WORK REQUEST:
For every line in the records that has the word "Ordering", make a copy.

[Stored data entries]
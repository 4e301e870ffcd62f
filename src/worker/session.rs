//! Worker side of the connection: reads one line at a time and dispatches it.

use std::future::Future;
use std::time::Duration;

use serde::Serialize;
use tracing::{debug, info, warn};

use crate::error::TransportError;
use crate::protocol::{LineConnection, Message};
use crate::scheduler::BoundedPool;
use crate::task::Task;

/// Per-connection state of a worker.
#[derive(Debug, Clone, Copy, Default, PartialEq, Eq, Serialize)]
pub struct SessionState {
    /// Concurrency most recently assigned by the master.
    pub concurrency: usize,
    /// `task:` messages handled.
    pub tasks_run: u64,
    /// `NO_TASK` heartbeats received.
    pub heartbeats: u64,
    /// `concurrency:` messages received.
    pub concurrency_updates: u64,
    /// Lines that could not be handled.
    pub protocol_errors: u64,
}

/// What the session loop does after a message was applied.
#[derive(Debug, Clone, PartialEq, Eq)]
enum Step {
    Reply(Message),
    Idle,
    Continue,
}

/// The dispatch loop for one connection to the master.
pub struct WorkerSession {
    connection: LineConnection,
    pool: BoundedPool,
    heartbeat_interval: Duration,
    state: SessionState,
}

impl WorkerSession {
    pub fn new(connection: LineConnection, pool: BoundedPool, heartbeat_interval: Duration) -> Self {
        Self {
            connection,
            pool,
            heartbeat_interval,
            state: SessionState::default(),
        }
    }

    pub fn state(&self) -> SessionState {
        self.state
    }

    /// Handles lines until `shutdown` resolves or the transport fails.
    ///
    /// Shutdown is only observed between messages, so a task in progress
    /// is finished and acknowledged first.
    ///
    /// # Errors
    ///
    /// Returns the `TransportError` that ended the session. End of stream
    /// is `TransportError::Closed`.
    pub async fn run(&mut self, shutdown: impl Future<Output = ()>) -> Result<(), TransportError> {
        tokio::pin!(shutdown);

        loop {
            let line = tokio::select! {
                _ = &mut shutdown => break,
                line = self.connection.receive() => line?,
            };

            let message = match Message::parse(&line) {
                Ok(message) => message,
                Err(e) => {
                    self.state.protocol_errors += 1;
                    warn!(error = %e, "Dropping message");
                    continue;
                }
            };
            debug!(message = %message, "Received message");

            match dispatch(&mut self.state, &self.pool, message).await {
                Step::Reply(reply) => self.connection.send(&reply).await?,
                Step::Idle => {
                    tokio::select! {
                        _ = &mut shutdown => break,
                        _ = tokio::time::sleep(self.heartbeat_interval) => {}
                    }
                }
                Step::Continue => {}
            }
        }

        info!(tasks_run = self.state.tasks_run, "Shutdown requested, leaving session");
        Ok(())
    }
}

/// Applies one message to `state`, running the pool for tasks.
async fn dispatch(state: &mut SessionState, pool: &BoundedPool, message: Message) -> Step {
    match message {
        Message::Concurrency(concurrency) => {
            let previous = std::mem::replace(&mut state.concurrency, concurrency);
            state.concurrency_updates += 1;
            info!(
                previous = previous,
                concurrency = concurrency,
                "Concurrency assigned"
            );
            Step::Continue
        }
        Message::Task(task) => {
            run_task(state, pool, task).await;
            Step::Reply(Message::TaskCompleted)
        }
        Message::NoTask => {
            state.heartbeats += 1;
            debug!(heartbeats = state.heartbeats, "Heartbeat");
            Step::Idle
        }
        Message::TaskCompleted => {
            state.protocol_errors += 1;
            warn!("Unexpected acknowledgment from master, ignoring");
            Step::Continue
        }
    }
}

async fn run_task(state: &mut SessionState, pool: &BoundedPool, task: Task) {
    state.tasks_run += 1;

    if state.concurrency == 0 {
        warn!(task = %task, "No concurrency assigned, task not executed");
        return;
    }

    let stats = pool.run(vec![task.clone()], state.concurrency).await;
    info!(
        task = %task,
        concurrency = state.concurrency,
        completed = stats.tasks_completed,
        failed = stats.tasks_failed,
        duration_ms = stats.average_task_duration.as_millis() as u64,
        "Task finished"
    );
}

#[cfg(test)]
mod tests {
    use super::*;
    use crate::error::ExecutionError;
    use crate::scheduler::FixedWait;
    use crate::task::{TaskExecutor, TaskOutcome};
    use async_trait::async_trait;
    use std::sync::atomic::{AtomicUsize, Ordering};
    use std::sync::Arc;

    #[derive(Default)]
    struct CountingExecutor {
        calls: AtomicUsize,
    }

    #[async_trait]
    impl TaskExecutor for CountingExecutor {
        async fn execute(&self, _task: &Task) -> Result<TaskOutcome, ExecutionError> {
            self.calls.fetch_add(1, Ordering::SeqCst);
            Ok(TaskOutcome::new(200, Duration::from_millis(1)))
        }
    }

    fn pool(executor: Arc<CountingExecutor>) -> BoundedPool {
        BoundedPool::new(executor, Arc::new(FixedWait::none()))
    }

    #[tokio::test]
    async fn test_concurrency_update_is_update_only() {
        let executor = Arc::new(CountingExecutor::default());
        let pool = pool(Arc::clone(&executor));
        let mut state = SessionState::default();

        let step = dispatch(&mut state, &pool, Message::Concurrency(4)).await;

        assert_eq!(step, Step::Continue);
        assert_eq!(state.concurrency, 4);
        assert_eq!(state.concurrency_updates, 1);
        assert_eq!(executor.calls.load(Ordering::SeqCst), 0);
    }

    #[tokio::test]
    async fn test_task_runs_at_stored_concurrency_and_replies() {
        let executor = Arc::new(CountingExecutor::default());
        let pool = pool(Arc::clone(&executor));
        let mut state = SessionState {
            concurrency: 3,
            ..SessionState::default()
        };

        let step = dispatch(&mut state, &pool, Message::Task(Task::new("GET http://x"))).await;

        assert_eq!(step, Step::Reply(Message::TaskCompleted));
        assert_eq!(state.tasks_run, 1);
        assert_eq!(executor.calls.load(Ordering::SeqCst), 1);
    }

    #[tokio::test]
    async fn test_task_without_concurrency_still_acknowledged() {
        let executor = Arc::new(CountingExecutor::default());
        let pool = pool(Arc::clone(&executor));
        let mut state = SessionState::default();

        let step = dispatch(&mut state, &pool, Message::Task(Task::new("GET http://x"))).await;

        assert_eq!(step, Step::Reply(Message::TaskCompleted));
        assert_eq!(executor.calls.load(Ordering::SeqCst), 0);
    }

    #[tokio::test]
    async fn test_heartbeat_has_no_reply() {
        let executor = Arc::new(CountingExecutor::default());
        let pool = pool(Arc::clone(&executor));
        let mut state = SessionState::default();

        let step = dispatch(&mut state, &pool, Message::NoTask).await;

        assert_eq!(step, Step::Idle);
        assert_eq!(state.heartbeats, 1);
    }

    #[tokio::test]
    async fn test_stray_acknowledgment_is_counted() {
        let executor = Arc::new(CountingExecutor::default());
        let pool = pool(executor);
        let mut state = SessionState::default();

        let step = dispatch(&mut state, &pool, Message::TaskCompleted).await;

        assert_eq!(step, Step::Continue);
        assert_eq!(state.protocol_errors, 1);
    }
}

OUTPUT OF THE EXERCISE:
    use std::sync::atomic::{AtomicUsize, Ordering};
            self.calls.fetch_add(1, Ordering::SeqCst);
        assert_eq!(executor.calls.load(Ordering::SeqCst), 0);
        assert_eq!(executor.calls.load(Ordering::SeqCst), 1);
        assert_eq!(executor.calls.load(Ordering::SeqCst), 0);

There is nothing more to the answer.